Ebola is the word of the day, month, year. Honestly, before a few weeks ago, I knew very little about the disease. My, how that has changed.

As a Texas nurse, I’ve thought about healthcare professional colleagues throughout the state often over the last month. I have incredible statewide colleagues. Really. I’ve thought about the Dallas healthcare team as they took care of one of the most high-profile patients of the year. And, I’ve thought about them all as now two of their own – our own – Nina Pham, RN, and a second, yet to be identified nurse, have tested positive for Ebola.

Anyone and everyone who has ever been on the frontlines of care knows how difficult healthcare is under “normal” circumstances. It’s everyday, invisible heroics.

I keep placing myself in the other nurses’ shoes – contemplating potential thoughts and feelings during a shift. What an internal dichotomy. It’s mainly Nina Pham, RN, though, whom I have thought of lately. Reports have indicated she is spending time reading and resting; that sounds nice, for sure. But not in an isolation room that is in the proverbial spotlight of the developed world. What is she thinking? What is she reading? What will life be like after her discharge as she is on the road to recovery? How does it feel to have close colleagues care for her now? What do her day-to-day moments look like? Is she steering clear of the free-flowing media? Does she know so many people are thinking of her?

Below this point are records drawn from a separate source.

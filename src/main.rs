//! whip-mpegts command line entry point.
//!
//! Usage: whip-mpegts -u <WHIP URL> -p <source port> [options]
//!
//! Ctrl+C stops the pipeline and deletes the WHIP session.

use std::process;

use clap::Parser;
use log::{error, info};

use whip_mpegts::cli::Cli;
use whip_mpegts::{event_channel, Controller, ControllerEvent, GstEngine, HyperTransport};

fn main() {
    let cli = match Cli::try_parse() {
        Ok(cli) => cli,
        Err(e) => {
            // --help and --version are not failures
            let code = if e.use_stderr() { 1 } else { 0 };
            let _ = e.print();
            process::exit(code);
        }
    };

    let config = match cli.into_config() {
        Ok(config) => config,
        Err(e) => {
            eprintln!("Invalid configuration: {}", e);
            eprintln!("Run with --help for usage.");
            process::exit(1);
        }
    };

    // Initialize logging
    env_logger::Builder::from_env(env_logger::Env::default().default_filter_or("info")).init();

    info!("Configuration:\n{}", config);

    let (events, receiver) = event_channel::<GstEngine>();

    let engine = match GstEngine::new(events.clone()) {
        Ok(engine) => engine,
        Err(e) => {
            eprintln!("Failed to initialize media engine: {}", e);
            process::exit(1);
        }
    };

    // Setup Ctrl+C handler
    let shutdown = events;
    if let Err(e) = ctrlc::set_handler(move || {
        info!("Interrupt received, stopping...");
        let _ = shutdown.send(ControllerEvent::Shutdown);
    }) {
        eprintln!("Error setting Ctrl+C handler: {}", e);
        process::exit(1);
    }

    let runtime = match tokio::runtime::Builder::new_current_thread().enable_all().build() {
        Ok(runtime) => runtime,
        Err(e) => {
            eprintln!("Failed to create tokio runtime: {}", e);
            process::exit(1);
        }
    };

    let controller = match Controller::new(&config, engine, HyperTransport::default(), receiver) {
        Ok(controller) => controller,
        Err(e) => {
            error!("{}", e);
            eprintln!("Failed to build pipeline: {}", e);
            process::exit(1);
        }
    };

    match runtime.block_on(controller.run()) {
        Ok(()) => info!("Stopped"),
        Err(e) => {
            eprintln!("Fatal: {}", e);
            process::exit(1);
        }
    }
}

THR Facebook PostAfter a Facebook update from Texas Health Presbyterian Hospital yesterday, I realized I don’t have to wonder about that last question. I can actually tell her I’m thinking of her via the hospital’s “send an email to a patient” feature. I love that. I absolutely sent her a quick note.

It’s no surprise to regular Nursetopia readers that I am an avid advocate for notes of encouragement. Because I believe there is more good in this world, this seems like a perfect opportunity for the healthcare profession to support Nina.

If you’re thinking of Nina and want to encourage her, stop what you’re doing, and send her a note now. Help brighten her day and her spirits. As soon as the second nurse is named, we can all do the same for her, as well.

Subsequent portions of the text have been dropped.